Published on September 23, 2014



I have always been intrigued by Tibetan Buddhist comments on what they call the "Three Times," the past, present, and future. Two of these which I have often presented in blogs are:

Don't Prolong the Past
Don't Invite the Future

I get that, but it is the third one I have been considering for a while, which is.

Don't Alter the Present

I remember spending time with Ram Das (Richard Alpert) years ago and his imperative was "Be Here Now," but this is not what the Tibetans are pointing out. What they say is to not alter the present, but to allow it to be just as it is.

It reminds me of the old tune by the likes of Leadbelly and Big Bill Broonzy:

Take your hands off it,
And don't you dare touch it.
You know it don't belong to you.


"You" here would have to our self and its ability to mess with things, especially when it comes to the mind. There are uncountable references in the Buddhists texts to this idea of not altering the present with our thoughts, will, and efforts, but to instead cease and desist with all manner of trying and fiddling-with.

The Buddhists even go so far as to say things like "Don't Meditate," which sounds antithetical to mediation, but what they mean by this is don't "try" to mediate. Don't make a point of meditating. Just relax and allow meditation to occur.

The more experience I have with meditation, the more the word "rest" emerges as the key to all of this. It took me years to grasp that by "rest," the Buddhists meant not some spiritual idea of resting, but exactly what you and I mean by rest, you know, plopping down on a big easy chair and letting go for a moment after a hard day's work -- something like that.

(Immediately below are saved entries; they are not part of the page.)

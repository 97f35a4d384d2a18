//! PixRPC Common Types and Transport
//!
//! This crate provides the protocol definitions and TCP transport layer
//! shared by the PixRPC server, client and CLI.
//!
//! # Overview
//!
//! PixRPC is a small dual-transport RPC service exposing four procedures
//! (integer addition, vector dot product, and image-dimension probing from
//! raw or base64-encoded payloads). This crate contains the pieces every
//! component agrees on:
//!
//! - **Protocol Layer**: typed request/reply payloads, the request/response
//!   envelope, and the error taxonomy
//! - **Transport Layer**: length-prefixed TCP framing with a postcard codec
//!
//! # Wire Protocol
//!
//! - **Transport**: TCP with keep-alive connections
//! - **Serialization**: postcard (compact, strongly typed)
//! - **Message Format**: `[4-byte length prefix as u32 big-endian] + [postcard data]`
//! - **Max Message Size**: 100 MB (prevents memory exhaustion)
//!
//! # Example
//!
//! ```no_run
//! use pixrpc_common::{Request, Response, RpcRequest, RpcReply};
//!
//! // Create a request
//! let request = Request::new(RpcRequest::Add { a: 5, b: 10 });
//!
//! // Process and create a response
//! let response = Response::success(request.id, RpcReply::Sum { sum: 15 });
//! ```

pub mod protocol;
pub mod transport;

pub use protocol::*;
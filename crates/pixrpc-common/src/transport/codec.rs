use crate::protocol::error::Result;
use crate::protocol::{Request, Response};

/// Codec for encoding/decoding RPC messages
///
/// Currently only postcard is supported, but the enum allows for future
/// extensibility (e.g., CBOR, bincode, etc.).
///
/// # Example
///
/// ```
/// use pixrpc_common::transport::Codec;
/// use pixrpc_common::protocol::{Request, RpcRequest};
///
/// let codec = Codec::new();
/// let request = Request::new(RpcRequest::Add { a: 5, b: 10 });
///
/// let encoded = codec.encode_request(&request).unwrap();
/// let decoded = codec.decode_request(&encoded).unwrap();
/// assert_eq!(request, decoded);
/// ```
pub enum Codec {
    /// Postcard codec (currently the only supported format)
    Postcard(PostcardCodec),
}

impl Codec {
    /// Create a new codec (postcard is the only supported format)
    pub fn new() -> Self {
        Codec::Postcard(PostcardCodec)
    }

    /// Encode a request to bytes
    pub fn encode_request(&self, request: &Request) -> Result<Vec<u8>> {
        match self {
            Codec::Postcard(_) => PostcardCodec::encode_request(request),
        }
    }

    /// Decode a request from bytes
    pub fn decode_request(&self, data: &[u8]) -> Result<Request> {
        match self {
            Codec::Postcard(_) => PostcardCodec::decode_request(data),
        }
    }

    /// Encode a response to bytes
    pub fn encode_response(&self, response: &Response) -> Result<Vec<u8>> {
        match self {
            Codec::Postcard(_) => PostcardCodec::encode_response(response),
        }
    }

    /// Decode a response from bytes
    pub fn decode_response(&self, data: &[u8]) -> Result<Response> {
        match self {
            Codec::Postcard(_) => PostcardCodec::decode_response(data),
        }
    }
}

impl Default for Codec {
    fn default() -> Self {
        Self::new()
    }
}

/// Postcard codec for encoding/decoding RPC messages
///
/// Postcard keeps the wire format compact and strongly typed: the envelope
/// carries the operation as an enum variant, so a decoded request hands the
/// handler typed payload values with no further parsing.
pub struct PostcardCodec;

impl PostcardCodec {
    /// Encode a request to bytes
    pub fn encode_request(request: &Request) -> Result<Vec<u8>> {
        Ok(postcard::to_allocvec(request)?)
    }

    /// Decode a request from bytes
    pub fn decode_request(data: &[u8]) -> Result<Request> {
        Ok(postcard::from_bytes(data)?)
    }

    /// Encode a response to bytes
    pub fn encode_response(response: &Response) -> Result<Vec<u8>> {
        Ok(postcard::to_allocvec(response)?)
    }

    /// Decode a response from bytes
    pub fn decode_response(data: &[u8]) -> Result<Response> {
        Ok(postcard::from_bytes(data)?)
    }
}

#[cfg(test)]
mod tests {
    use super::*;
    use crate::protocol::{RpcError, RpcReply, RpcRequest};

    #[test]
    fn test_codec_request_round_trip() {
        let request = Request::new(RpcRequest::DotProduct {
            a: vec![1.0, 2.0, 3.0],
            b: vec![4.0, 5.0, 6.0],
        });

        let encoded = PostcardCodec::encode_request(&request).unwrap();
        let decoded = PostcardCodec::decode_request(&encoded).unwrap();

        assert_eq!(request, decoded);
    }

    #[test]
    fn test_codec_binary_payload_round_trip() {
        let request = Request::new(RpcRequest::RawImage {
            img: vec![0xFF, 0xD8, 0xFF, 0xE0, 0x00],
        });

        let encoded = PostcardCodec::encode_request(&request).unwrap();
        let decoded = PostcardCodec::decode_request(&encoded).unwrap();

        assert_eq!(request, decoded);
    }

    #[test]
    fn test_codec_response_round_trip() {
        let response = Response::success(123, RpcReply::Image { width: 640, height: 480 });

        let encoded = PostcardCodec::encode_response(&response).unwrap();
        let decoded = PostcardCodec::decode_response(&encoded).unwrap();

        assert_eq!(response, decoded);
    }

    #[test]
    fn test_codec_error_response_round_trip() {
        let response = Response::error(123, RpcError::invalid_argument("vectors must be the same length"));

        let encoded = PostcardCodec::encode_response(&response).unwrap();
        let decoded = PostcardCodec::decode_response(&encoded).unwrap();

        assert_eq!(response, decoded);
        assert!(!decoded.is_success());
    }

    #[test]
    fn test_codec_enum_dispatch() {
        let request = Request::new(RpcRequest::Add { a: 5, b: 10 });
        let codec = Codec::new();

        let encoded = codec.encode_request(&request).unwrap();
        let decoded = codec.decode_request(&encoded).unwrap();

        assert_eq!(request, decoded);
    }

    #[test]
    fn test_decode_garbage_fails() {
        let result = PostcardCodec::decode_request(&[0xFF; 3]);
        assert!(result.is_err());
    }
}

And the Buddhists don't say "Rest the mind," but they do say "Allow the mind to rest," which again points out that we don't mess with the mind or alter it. We simply allow it to be just as it naturally is. After we learn the basic meditation technique, we then give all efforts a rest.

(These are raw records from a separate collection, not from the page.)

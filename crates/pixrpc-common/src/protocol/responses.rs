//! RPC response types.
//!
//! A [`Response`] either carries a typed [`RpcReply`] or a structured
//! [`RpcError`]; never both. Decode failures of image payloads are *not*
//! errors at this level — they surface as the sentinel
//! `RpcReply::Image { width: 0, height: 0 }` (probe failure yields zero
//! dimensions).

use serde::{Deserialize, Serialize};
use thiserror::Error;

use super::RequestId;

/// Typed reply for each of the four service procedures.
#[derive(Debug, Clone, Serialize, Deserialize, PartialEq)]
pub enum RpcReply {
    /// Reply to `Add`
    Sum { sum: i64 },
    /// Reply to `RawImage` and `JsonImage`; `{0, 0}` is the sentinel for
    /// a payload that could not be decoded as an image
    Image { width: u32, height: u32 },
    /// Reply to `DotProduct`
    DotProduct { dotproduct: f64 },
}

/// Category of a structured RPC failure.
///
/// These are protocol-level errors; both transports surface them to the
/// caller (invalid-argument status on the binary transport, 4xx on HTTP)
/// rather than masking them.
#[derive(Debug, Clone, Copy, Serialize, Deserialize, PartialEq, Eq)]
pub enum ErrorKind {
    /// Malformed or mismatched request shape (length mismatch, missing
    /// field, wrong field type, malformed base64)
    InvalidArgument,
    /// Integer addition overflowed the reply width
    Overflow,
    /// Anything that is not the caller's fault
    Internal,
}

/// A structured RPC failure, carried in the [`Response`] envelope.
#[derive(Debug, Clone, Error, Serialize, Deserialize, PartialEq)]
#[error("{message}")]
pub struct RpcError {
    pub kind: ErrorKind,
    pub message: String,
}

impl RpcError {
    pub fn invalid_argument(message: impl Into<String>) -> Self {
        Self {
            kind: ErrorKind::InvalidArgument,
            message: message.into(),
        }
    }

    pub fn overflow() -> Self {
        Self {
            kind: ErrorKind::Overflow,
            message: "integer overflow in addition".to_string(),
        }
    }

    pub fn internal(message: impl Into<String>) -> Self {
        Self {
            kind: ErrorKind::Internal,
            message: message.into(),
        }
    }
}

/// Response envelope returned over the binary transport.
///
/// # Example
///
/// ```
/// use pixrpc_common::protocol::{Response, RpcError, RpcReply};
///
/// let ok = Response::success(123, RpcReply::Sum { sum: 15 });
/// assert!(ok.is_success());
///
/// let err = Response::error(123, RpcError::invalid_argument("bad input"));
/// assert!(!err.is_success());
/// ```
#[derive(Debug, Clone, Serialize, Deserialize, PartialEq)]
pub struct Response {
    /// Request identifier this response corresponds to
    pub id: RequestId,
    /// Reply value (present on success)
    pub reply: Option<RpcReply>,
    /// Structured error (present on failure)
    pub error: Option<RpcError>,
}

impl Response {
    /// Creates a successful response.
    pub fn success(id: RequestId, reply: RpcReply) -> Self {
        Response {
            id,
            reply: Some(reply),
            error: None,
        }
    }

    /// Creates an error response.
    pub fn error(id: RequestId, error: RpcError) -> Self {
        Response {
            id,
            reply: None,
            error: Some(error),
        }
    }

    pub fn is_success(&self) -> bool {
        self.error.is_none()
    }
}

#[cfg(test)]
mod tests {
    use super::*;

    #[test]
    fn test_success_response() {
        let response = Response::success(7, RpcReply::Sum { sum: 15 });
        assert!(response.is_success());
        assert_eq!(response.reply, Some(RpcReply::Sum { sum: 15 }));
        assert_eq!(response.error, None);
    }

    #[test]
    fn test_error_response() {
        let response = Response::error(7, RpcError::invalid_argument("bad input"));
        assert!(!response.is_success());
        assert_eq!(response.reply, None);
        let error = response.error.unwrap();
        assert_eq!(error.kind, ErrorKind::InvalidArgument);
        assert_eq!(error.message, "bad input");
    }

    #[test]
    fn test_error_constructors() {
        assert_eq!(
            RpcError::invalid_argument("x").kind,
            ErrorKind::InvalidArgument
        );
        assert_eq!(RpcError::overflow().kind, ErrorKind::Overflow);
        assert_eq!(RpcError::internal("x").kind, ErrorKind::Internal);
    }

    #[test]
    fn test_error_display_is_message() {
        let error = RpcError::invalid_argument("vectors must be the same length");
        assert_eq!(error.to_string(), "vectors must be the same length");
    }
}
pub mod error;
pub mod requests;
pub mod responses;

pub use error::{PixrpcError, Result};
pub use requests::{Request, RequestId, RpcRequest};
pub use responses::{ErrorKind, Response, RpcError, RpcReply};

"Resting" is something that we can learn to do and, when we leave off with effort, the nature of the mind, like the legendary rising of Atlantis, naturally and gradually emerges as awareness. After all, the mind is the great treasure trove we each have access to as a birthright, if we will learn to look into it.

Of course, to the Tibetan Buddhists the mind is a precious gem, a cornucopia from which everything we need emerges, given the opportunity and a little training. For most of us, all that is required is to curb our habit of always looking outside with the mind, and learn to look inward at the mind itself.

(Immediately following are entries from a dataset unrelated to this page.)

use std::io::{Read, Write};
use std::net::{TcpStream, ToSocketAddrs};
use std::time::Duration;

use crate::protocol::error::{PixrpcError, Result};
use crate::protocol::{Request, Response};
use crate::transport::codec::PostcardCodec;
use crate::transport::MAX_MESSAGE_SIZE;

/// Default timeout for TCP operations (5 seconds)
const DEFAULT_TIMEOUT: Duration = Duration::from_secs(5);

/// Synchronous TCP transport for PixRPC clients.
///
/// The benchmark client drives exactly one call at a time, so blocking I/O
/// with built-in timeouts is the natural fit. The configured read/write
/// timeouts bound a stuck call instead of hanging the run forever.
///
/// # Wire Protocol
///
/// Messages are sent with a 4-byte length prefix (big-endian u32) followed
/// by the postcard-encoded data:
///
/// ```text
/// [4-byte length] [postcard data]
/// ```
///
/// # Example
///
/// ```no_run
/// use pixrpc_common::transport::TcpTransport;
/// use pixrpc_common::protocol::{Request, RpcRequest};
///
/// let transport = TcpTransport::new().unwrap();
/// let mut stream = transport.connect("127.0.0.1:5000").unwrap();
///
/// let request = Request::new(RpcRequest::Add { a: 5, b: 10 });
/// let response = transport.send_request(&mut stream, &request).unwrap();
/// ```
pub struct TcpTransport;

impl TcpTransport {
    /// Creates a new TCP transport instance.
    pub fn new() -> Result<Self> {
        Ok(Self)
    }

    /// Connects to a remote endpoint.
    ///
    /// Resolves the address (which may resolve to multiple addresses) and
    /// attempts to connect to each until one succeeds. The returned stream
    /// has read and write timeouts configured.
    ///
    /// # Errors
    ///
    /// Returns an error if:
    /// - The address cannot be parsed
    /// - Connection fails to all resolved addresses
    /// - Timeouts cannot be set on the stream
    pub fn connect(&self, addr: &str) -> Result<TcpStream> {
        let socket_addrs = addr
            .to_socket_addrs()
            .map_err(|e| PixrpcError::Connection(format!("Invalid address '{}': {}", addr, e)))?;

        // Try each resolved address until one succeeds
        let mut last_err = None;
        for socket_addr in socket_addrs {
            match TcpStream::connect_timeout(&socket_addr, DEFAULT_TIMEOUT) {
                Ok(stream) => {
                    stream
                        .set_read_timeout(Some(DEFAULT_TIMEOUT))
                        .map_err(|e| PixrpcError::Connection(format!("Failed to set read timeout: {}", e)))?;
                    stream
                        .set_write_timeout(Some(DEFAULT_TIMEOUT))
                        .map_err(|e| PixrpcError::Connection(format!("Failed to set write timeout: {}", e)))?;

                    return Ok(stream);
                }
                Err(e) => {
                    last_err = Some(e);
                }
            }
        }

        Err(PixrpcError::Connection(format!(
            "Failed to connect to {}: {}",
            addr,
            last_err.map(|e| e.to_string()).unwrap_or_else(|| "Unknown error".to_string())
        )))
    }

    /// Sends a request and waits for the response.
    ///
    /// Convenience method combining `send_message` and `receive_message`
    /// with postcard encoding/decoding.
    pub fn send_request(&self, stream: &mut TcpStream, request: &Request) -> Result<Response> {
        let encoded = PostcardCodec::encode_request(request)?;

        Self::send_message(stream, &encoded)?;

        let response_data = Self::receive_message(stream)?;

        let response = PostcardCodec::decode_response(&response_data)?;

        Ok(response)
    }

    /// Sends a message with length prefix.
    ///
    /// Wire format: `[4-byte length as u32 big-endian] + [data]`
    pub fn send_message(stream: &mut TcpStream, data: &[u8]) -> Result<()> {
        let len = data.len() as u32;

        stream
            .write_all(&len.to_be_bytes())
            .map_err(|e| Self::map_io_error(e, "writing length prefix"))?;

        stream
            .write_all(data)
            .map_err(|e| Self::map_io_error(e, "writing data"))?;

        stream
            .flush()
            .map_err(|e| Self::map_io_error(e, "flushing stream"))?;

        Ok(())
    }

    /// Receives a message with length prefix.
    ///
    /// Wire format: `[4-byte length as u32 big-endian] + [data]`
    ///
    /// # Errors
    ///
    /// Returns an error if:
    /// - Reading the length prefix fails
    /// - Message exceeds maximum size (100 MB)
    /// - Reading the data fails
    pub fn receive_message(stream: &mut TcpStream) -> Result<Vec<u8>> {
        let mut len_buf = [0u8; 4];
        stream
            .read_exact(&mut len_buf)
            .map_err(|e| Self::map_io_error(e, "reading length prefix"))?;

        let len = u32::from_be_bytes(len_buf) as usize;

        // Validate length to prevent allocation of excessively large buffers
        if len > MAX_MESSAGE_SIZE {
            return Err(PixrpcError::InvalidResponse(format!(
                "Message too large: {} bytes (max {} bytes)",
                len, MAX_MESSAGE_SIZE
            )));
        }

        let mut buf = vec![0u8; len];
        stream
            .read_exact(&mut buf)
            .map_err(|e| Self::map_io_error(e, "reading data"))?;

        Ok(buf)
    }

    /// Map IO errors to appropriate PixrpcError variants
    ///
    /// - Timeouts/would block -> `Timeout`
    /// - Connection errors -> `Connection`
    /// - Other IO errors -> `Io`
    fn map_io_error(err: std::io::Error, context: &str) -> PixrpcError {
        match err.kind() {
            std::io::ErrorKind::TimedOut | std::io::ErrorKind::WouldBlock => {
                PixrpcError::Timeout(DEFAULT_TIMEOUT.as_millis() as u64)
            }
            std::io::ErrorKind::ConnectionReset
            | std::io::ErrorKind::ConnectionAborted
            | std::io::ErrorKind::NotConnected => {
                PixrpcError::Connection(format!("{}: Connection lost", context))
            }
            _ => PixrpcError::Io(err),
        }
    }
}

impl Default for TcpTransport {
    fn default() -> Self {
        Self::new().expect("TcpTransport::new should never fail")
    }
}
//! Rex - a unit-based automation and workflow runner.
//!
//! An operator supplies a configuration, a suite of unit definitions and a
//! plan. Rex binds plan tasks to their units and executes them in order,
//! honoring dependencies, identity switching, shell wrapping, environment
//! sourcing, PTY allocation and the rectify/required failure policy.

mod config;
mod exec;
mod plan;
mod platform;
mod suite;

#[cfg(test)]
mod tests;

use crate::config::Config;
use crate::plan::Plan;
use crate::suite::Suite;

use clap::Parser;
use log::{error, info};

use std::path::{Path, PathBuf};

#[derive(Debug, Parser)]
#[command(name = "rex", disable_help_flag = true, disable_version_flag = true)]
struct Cli {
    /// This usage screen
    #[arg(short = 'h', long = "help")]
    help: bool,

    /// Sets verbose output. Generally more than you want to see.
    #[arg(short = 'v', long = "verbose")]
    verbose: bool,

    /// Prints version information and exits
    #[arg(short = 'i', long = "version_info")]
    version_info: bool,

    /// Path to the configuration file
    #[arg(short = 'c', long = "config")]
    config: Option<PathBuf>,

    /// Path to the plan file to execute
    #[arg(short = 'p', long = "plan")]
    plan: Option<PathBuf>,
}

fn print_usage() {
    eprintln!();
    eprintln!("Usage:");
    eprintln!(
        "\trex [ -h | --help ] [ -v | --verbose ] [ -i | --version_info ] ( -c | --config ) CONFIG_PATH ( -p | --plan ) PLAN_PATH"
    );
    eprintln!();
    eprintln!("Optional arguments:");
    eprintln!("\t-h | --help\n\t\tThis usage screen.  Mutually exclusive to all other options.");
    eprintln!("\t-v | --verbose\n\t\tSets verbose output.  Generally more than you want to see.");
    eprintln!("\t-i | --version_info\n\t\tPrints version information and exits.");
    eprintln!();
    eprintln!("Required arguments:");
    eprintln!("\t-c | --config\n\t\tSupply the path for the configuration file.");
    eprintln!("\t-p | --plan\n\t\tSupply the path for the plan file to execute.");
    eprintln!();
}

/// Console output split by severity (warn and up on stderr, the rest on
/// stdout), everything mirrored to the local syslog facility.
fn setup_logging(verbose: bool) -> Result<(), fern::InitError> {
    let level = if verbose {
        log::LevelFilter::Debug
    } else {
        log::LevelFilter::Info
    };

    let console = fern::Dispatch::new()
        .format(|out, message, record| {
            out.finish(format_args!(
                "[{}]\t[{}]\t[{}]\t{}",
                chrono::Local::now().format("%Y-%m-%d_%H:%M:%S"),
                record.target(),
                record.level(),
                message
            ))
        })
        .chain(
            fern::Dispatch::new()
                .filter(|metadata| metadata.level() >= log::Level::Info)
                .chain(std::io::stdout()),
        )
        .chain(
            fern::Dispatch::new()
                .filter(|metadata| metadata.level() <= log::Level::Warn)
                .chain(std::io::stderr()),
        );

    let mut dispatch = fern::Dispatch::new().level(level).chain(console);

    let syslog_formatter = syslog::Formatter3164 {
        facility: syslog::Facility::LOG_USER,
        hostname: None,
        process: "rex".to_string(),
        pid: std::process::id(),
    };
    match syslog::unix(syslog_formatter) {
        Ok(writer) => {
            dispatch = dispatch.chain(writer);
        }
        Err(e) => {
            eprintln!("rex: syslog unavailable, console logging only: {e}");
        }
    }

    dispatch.apply()?;
    Ok(())
}

fn run(config_path: &Path, plan_path: &Path) -> i32 {
    info!("* Initialising Logging...");

    let configuration = match Config::load(config_path) {
        Ok(configuration) => configuration,
        Err(e) => {
            error!("{e}");
            return 1;
        }
    };

    // A suite contains the definitions of all actionable units; a plan
    // selects which of them to execute, and in what order.
    info!("* Loading all actionable Units into Suite...");
    let available_definitions = match Suite::load(configuration.units_path()) {
        Ok(suite) => suite,
        Err(e) => {
            error!("{e}");
            return 1;
        }
    };
    info!("* {} actionable unit(s) available.", available_definitions.len());

    info!("* Loading Plan...");
    let mut plan = match Plan::load(plan_path) {
        Ok(plan) => plan,
        Err(e) => {
            error!("{e}");
            return 1;
        }
    };

    info!("* Loading planned Tasks from Suite to Plan.");
    if let Err(e) = plan.bind_definitions(&available_definitions, &configuration) {
        error!("{e}");
        return 1;
    }

    info!("* Ready to execute all actionable Tasks in Plan.");
    match plan.execute(&configuration) {
        Ok(()) => 0,
        Err(e) => {
            error!("{e}");
            1
        }
    }
}

fn main() {
    let cli = Cli::parse();

    if cli.version_info {
        println!("rex {}", env!("CARGO_PKG_VERSION"));
        return;
    }

    if cli.help || cli.config.is_none() || cli.plan.is_none() {
        if !cli.help {
            if cli.config.is_none() {
                eprintln!("NOT SUPPLIED: CONFIG_PATH");
            }
            if cli.plan.is_none() {
                eprintln!("NOT SUPPLIED: PLAN_PATH");
            }
        }
        print_usage();
        return;
    }

    if let Err(e) = setup_logging(cli.verbose) {
        eprintln!("rex: could not initialise logging: {e}");
        std::process::exit(1);
    }

    let config_path = cli.config.unwrap_or_default();
    let plan_path = cli.plan.unwrap_or_default();
    std::process::exit(run(&config_path, &plan_path));
}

And, although beginning meditation does require learning some initial technique and the practice time it takes to learn the technique, once that technique is learned, much of what remains is learning to just let go and rest. We can't make an effort to rest; we have to allow the mind to rest as it is.

Any effort to relax the mind only becomes a further obscuration. I like to say "You can't sneak up on a mirror," which simply means that any strategy, effort, will, etc. on our part will only further cloud the mind. It is like the Heisenberg Principle, where the mere efforts of the observer obscure any clarity we might otherwise attain. We have to let go.

As the great siddha Chögyam Trungpa once said:

"The bad news is that you are falling through the air with no parachute; the good news is there is no ground."

Sooner or later we all have to let go.

[Photo of a sure sign of autumn, the Sumac are turning red.]